Personal Branding for Consultants

I don’t think personal branding for consultants is one of the first topics that comes to mind when you first think about “personal brands.” But for this group of professionals I think managing their branding is critical for long-term success. For anyone who transitions from employee to freelancer, these same principles will likely apply.

Brand Marketing

First and foremost, most of us are rarely great marketers when they first start. During your career, your employers were the reason you got to do your area of expertise. You probably even learned it while working for a large corporation. Someone else found the work and you simply had to execute.

How many talented professionals do you know that just struggle to find enough work to make they kind of money they should be making? After leveraging their professional network to get that initial surge of work, then what? Now they need to figure out how to meet new people that might lead to new working relationships. And that’s where having a strong personal brand pays off.

I was recently having a discussion with an excellent business consultant. He asked me about doing work with larger corporate accounts, and I described the type of company I would like to work with. He said “that sounds like Bridge Insurance Group.” It’s exactly who I was describing; I’m doing some work for them next week.

That’s a strong personal brand. Lynn Doehring has built an incredible independent insurance agency, and simply describing it in basic business and cultural terms brought her company to mind for this person. So as a consultant or freelancer, what description will bring you to mind?

Define Your Brand

One of the questions I ask my clients is “What THREE words would you like your clients or customers to use when describing your business?” Those three words can be used to craft the overall feel of your brand. Notice I don’t ask you what clients currently say – I ask what do you want them to say. If it’s currently reality, great. Let’s strengthen that reality and branding position. But you must focus on where you want to be in your branding.

The shoot we plan for someone that answers “Luxury, Concierge, Planning” will be radically different than the person who answers “Effective. Valuable. Accessible.” Those are completely different mindsets! When managing or building your personal brand, define what you’re trying to say first.

Be Authentic

The word “Authentic” is simply overused. Authenticity has become a strategy to craft fake messages in a believable way to attract customers. But like my friend Vincent Pugliese said in one of his Total Life Freedom podcast episodes, most of those people are completely different in real life. It’s what we used to call “being a sell-out.”

I’m talking about the type of authenticity that might repel some customers, and make others love you. Everyone is not your potential customer. An example of this is when I was planning an upcoming shoot, the client wanted to do rooftop photos at one of the locations. Being winter in Pittsburgh, she felt that both her and her client that is in the shoot could wear their furs. Problem solved.

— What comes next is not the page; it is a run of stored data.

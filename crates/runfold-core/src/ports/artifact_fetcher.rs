//! ArtifactFetcher port - run 1 件分の artifact 一覧を取得する
//!
//! aggregator から見た唯一のデータ源です。キャッシュやリトライは
//! aggregator 側では行いません（必要なら実装側の責務）。

use async_trait::async_trait;

use crate::domain::{ArtifactListing, FetchError, RunId};

/// ArtifactFetcher は run の artifact 一覧を返す
///
/// # 設計原則
/// - 1 回の呼び出し = 1 run（fan-out は aggregator が行う）
/// - `path` が `Some` の場合は artifact root 配下のサブディレクトリを一覧する
/// - タイムアウトが必要なら実装側で持つ
///
/// # Thread Safety
/// - `Send + Sync` を要求（fetch は別タスクで並行に走る）
#[async_trait]
pub trait ArtifactFetcher: Send + Sync {
    async fn list_artifacts(
        &self,
        run_id: &RunId,
        path: Option<&str>,
    ) -> Result<ArtifactListing, FetchError>;
}
use std::path::PathBuf;
use std::process::ExitCode;
use std::sync::Arc;

use clap::Parser;
use runfold_core::app::{
    AggregatorBuilder, AggregatorConfig, AggregatorError, BuildError, ConfigError,
};
use runfold_core::impls::{FetchFixture, FixtureError, InMemoryArtifactFetcher};
use tracing_subscriber::EnvFilter;

/// Fan out artifact listings for a set of runs and print the aggregate state.
#[derive(Debug, Parser)]
#[command(name = "runfold", version)]
struct Args {
    /// JSON fixture with scripted listings/errors per run.
    #[arg(long)]
    fixture: PathBuf,

    /// Aggregator config (JSON).
    #[arg(long)]
    config: Option<PathBuf>,

    /// Overrides `max_concurrent_fetches` from the config.
    #[arg(long, env = "RUNFOLD_MAX_CONCURRENT_FETCHES")]
    max_concurrent_fetches: Option<usize>,

    /// List this sub-path of each run's artifact root.
    #[arg(long)]
    path: Option<String>,

    /// Run ids to aggregate (duplicates are collapsed).
    run_ids: Vec<String>,
}

#[derive(Debug, thiserror::Error)]
enum CliError {
    #[error(transparent)]
    Fixture(#[from] FixtureError),

    #[error(transparent)]
    Config(#[from] ConfigError),

    #[error(transparent)]
    Build(#[from] BuildError),

    #[error(transparent)]
    Aggregator(#[from] AggregatorError),

    #[error("failed to encode output: {0}")]
    Output(#[from] serde_json::Error),
}

#[tokio::main]
async fn main() -> ExitCode {
    tracing_subscriber::fmt()
        .with_env_filter(
            EnvFilter::try_from_default_env().unwrap_or_else(|_| EnvFilter::new("info")),
        )
        .with_writer(std::io::stderr)
        .init();

    let args = Args::parse();
    match run(args).await {
        Ok(failed) if failed => ExitCode::from(2),
        Ok(_) => ExitCode::SUCCESS,
        Err(e) => {
            eprintln!("runfold: {e}");
            ExitCode::FAILURE
        }
    }
}

/// Returns whether the aggregate state carries an error.
async fn run(args: Args) -> Result<bool, CliError> {
    // (A) fetcher と config を用意
    let fixture = FetchFixture::from_path(&args.fixture)?;
    let fetcher = Arc::new(InMemoryArtifactFetcher::from_fixture(fixture));

    let mut config = match &args.config {
        Some(path) => AggregatorConfig::from_path(path)?,
        None => AggregatorConfig::default(),
    };
    if let Some(n) = args.max_concurrent_fetches {
        config.max_concurrent_fetches = Some(n);
    }
    if let Some(path) = args.path {
        config.artifact_path = Some(path);
    }

    // (B) aggregator を起動して run を observe
    let aggregator = AggregatorBuilder::new(fetcher).config(config).build()?;
    let mut view = aggregator.observe(args.run_ids).await?;

    // (C) 全 fetch の settle を待って結果を出力
    let state = view.settled().await?;
    tracing::info!(
        invocation = %state.invocation(),
        results = state.results_by_key().len(),
        "runfold.cli.done"
    );
    println!("{}", serde_json::to_string_pretty(&state.status())?);

    aggregator.shutdown_and_join().await;
    Ok(state.error().is_some())
}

She is a luxury personal brand. It fits. It makes sense. Then she worried about if some people might be offended. But the authenticity comes into play because she WILL wear her fur if it’s cold to an upscale event. Does she want a client to be offended at the worst possible moment, or before they even consider working with her? Her ideal clients will embrace her style, and also know they can be comfortable being themselves as well. That’s being authentic.

You are Your Brand

I don’t care if you’re camera shy. Ultimately, you are your brand. If people Google you, check you out on LinkedIn or Facebook, and there are no photos of you, it’s a red flag. If your photo is your old headshot from 1997 or 2007, you might simply come off as not up to date and irrelevant.

So take control of your brand. Tell some compelling visual stories. If you are a consultant, consider getting some photos working with one of your clients. Maybe some photos in their facilities. How can you represent the type of client you work with?

Then, how can you portray what you do and how your clients feel because of the work you do for them? Make prospective clients think “I want some of that! I want to feel like that! I’ve got to work with this person!”

Personal branding applies to all of us. What does your personal brand say to prospective clients or employers?